Overview (MATRIX DATA command)

MATRIX DATA reads raw matrix materials and converts them to a matrix data file that can be read by procedures that handle matrix materials. The data can include vector statistics, such as means and standard deviations, as well as matrices.

MATRIX DATA is similar to a DATA LIST command: it defines variable names and their order in a raw data file. However, MATRIX DATA can read only data that conform to the general format of matrix data files.

Matrix Files

Like the matrix data files created by procedures, the file that MATRIX DATA creates contains the following variables in the indicated order. If the variables are in a different order in the raw data file, MATRIX DATA rearranges them in the active dataset.

  • Split-file variables. These optional variables define split files. There can be up to eight split variables, and they must have numeric values. Split-file variables will appear in the order in which they are specified on the SPLIT subcommand.
  • ROWTYPE_. This is a string variable with A8 format. Its values define the data type for each record. For example, it might identify a row of values as means, standard deviations, or correlation coefficients. Every matrix data file has a ROWTYPE_ variable.
  • Factor variables. There can be any number of factors. They occur only if the data include within-cells information, such as the within-cells means. Factors have the system-missing value on records that define pooled information. Factor variables appear in the order in which they are specified on the FACTORS subcommand.
  • VARNAME_. This is a string variable with A8 format. MATRIX DATA automatically generates VARNAME_ and its values based on the variables named on VARIABLES. You never enter values for VARNAME_. Values for VARNAME_ are blank for records that define vector information. Every matrix in the program has a VARNAME_ variable.
  • Continuous variables. These are the variables that were used to generate the correlation coefficients or other aggregated data. There can be any number of them. Continuous variables appear in the order in which they are specified on VARIABLES.

Options

Data Files. You can define both inline data and data in an external file.

Important: Inline data are limited to 1024 bytes per line; any data past that limit will be truncated. Consider moving the inline data to an external file and using MATRIX DATA FILE=<path/file> to avoid any possible data loss.

Data Format. By default, data are assumed to be entered in freefield format with each vector or row beginning on a new record (the keyword LIST on the FORMAT subcommand). If each vector or row does not begin on a new record, use the keyword FREE. You can also use FORMAT to indicate whether matrices are entered in upper or lower triangular or full square or rectangular format and whether or not they include diagonal values.

Variable Types. You can specify split-file and factor variables using the SPLIT and FACTORS subcommands. You can identify record types by specifying ROWTYPE_ on the VARIABLES subcommand if ROWTYPE_ values are included in the data or by implying ROWTYPE_ values on CONTENTS.

Basic Specification

The basic specification is VARIABLES and a list of variables. Additional specifications are required as follows:

  • FILE is required to specify the data file if the data are not inline.
  • If data are in any format other than lower triangular with diagonal values included, FORMAT is required.
  • If the data contain values in addition to matrix coefficients, such as the mean and standard deviation, either the variable ROWTYPE_ must be specified on VARIABLES and ROWTYPE_ values must be included in the data or CONTENTS must be used to describe the data.
  • If the data include split-file variables, SPLIT is required.
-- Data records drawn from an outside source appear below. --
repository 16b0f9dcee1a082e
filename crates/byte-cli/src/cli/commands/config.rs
//! Config command handlers.

use anyhow::{Context, Result};
use byte_core::config;

pub fn path() {
    println!("{}", config::paths::config_path().display());
}

pub fn init() -> Result<()> {
    let config_path = config::paths::config_path();
    config::Config::init(&config_path)
        .with_context(|| format!("init config at {}", config_path.display()))?;
    println!("Created config at {}", config_path.display());
    Ok(())
}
If there are factors, FACTORS is required.

Specifications on most MATRIX DATA subcommands depend on whether ROWTYPE_ is included in the data and specified on VARIABLES or whether it is implied using CONTENTS.
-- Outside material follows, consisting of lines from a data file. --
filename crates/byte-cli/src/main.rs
mod cli;

fn main() {
    if let Err(e) = cli::run() {
        eprintln!("{e:#}"); // pretty anyhow chain
        std::process::exit(1);
    }
}
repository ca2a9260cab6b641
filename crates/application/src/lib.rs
//! Attest Application - Harness orchestration
//!
//! This crate defines the HTTP client port and the harness that drives
//! one request per test case and evaluates the case's assertions
//! against the single response it produced.

pub mod checker;
pub mod error;
pub mod harness;
pub mod ports;

pub use checker::AssertionChecker;
pub use error::HarnessError;
pub use harness::{CaseOutcome, Harness, SuiteReport};
pub use ports::{HttpClient, HttpClientError};
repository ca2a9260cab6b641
//! Integration test to verify the workspace wires together correctly.

#[test]
fn domain_crate_compiles() {
    // Verify domain types are accessible
    let _method = attest_domain::HttpMethod::Get;
    let _spec = attest_domain::RequestSpec::get("https://api.example.com/users");
    let _assertion = attest_domain::Assertion::status(200);
}

#[test]
fn application_crate_compiles() {
    // Verify application types are accessible
    let _error = attest_application::HttpClientError::Timeout { timeout_ms: 10_000 };
    let _checker = attest_application::AssertionChecker::new();
}

#[test]
fn infrastructure_crate_compiles() {
    // Verify the adapter can be constructed
    let client = attest_infrastructure::ReqwestHttpClient::new();
    assert!(client.is_ok());
}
Table 1. Subcommand requirements in relation to ROWTYPE_
Subcommand Implicit ROWTYPE_ using CONTENTS Explicit ROWTYPE_ on VARIABLES
FILE Defaults to INLINE Defaults to INLINE
VARIABLES Required Required
FORMAT Defaults to LOWER DIAG Defaults to LOWER DIAG
SPLIT Required if split files* Required if split files
FACTORS Required if factors Required if factors
CELLS Required if factors Inapplicable
CONTENTS Defaults to CORR Optional
N Optional Optional

* If the data do not contain values for the split-file variables, this subcommand can specify a single variable, which is not specified on the VARIABLES subcommand.

Subcommand Order

  • SPLIT and FACTORS, when used, must follow VARIABLES.
  • The remaining subcommands can be specified in any order.

Syntax Rules

  • No commands can be specified between MATRIX DATA and BEGIN DATA, not even a VARIABLE LABELS or FORMAT command. Data transformations cannot be used until after MATRIX DATA is executed.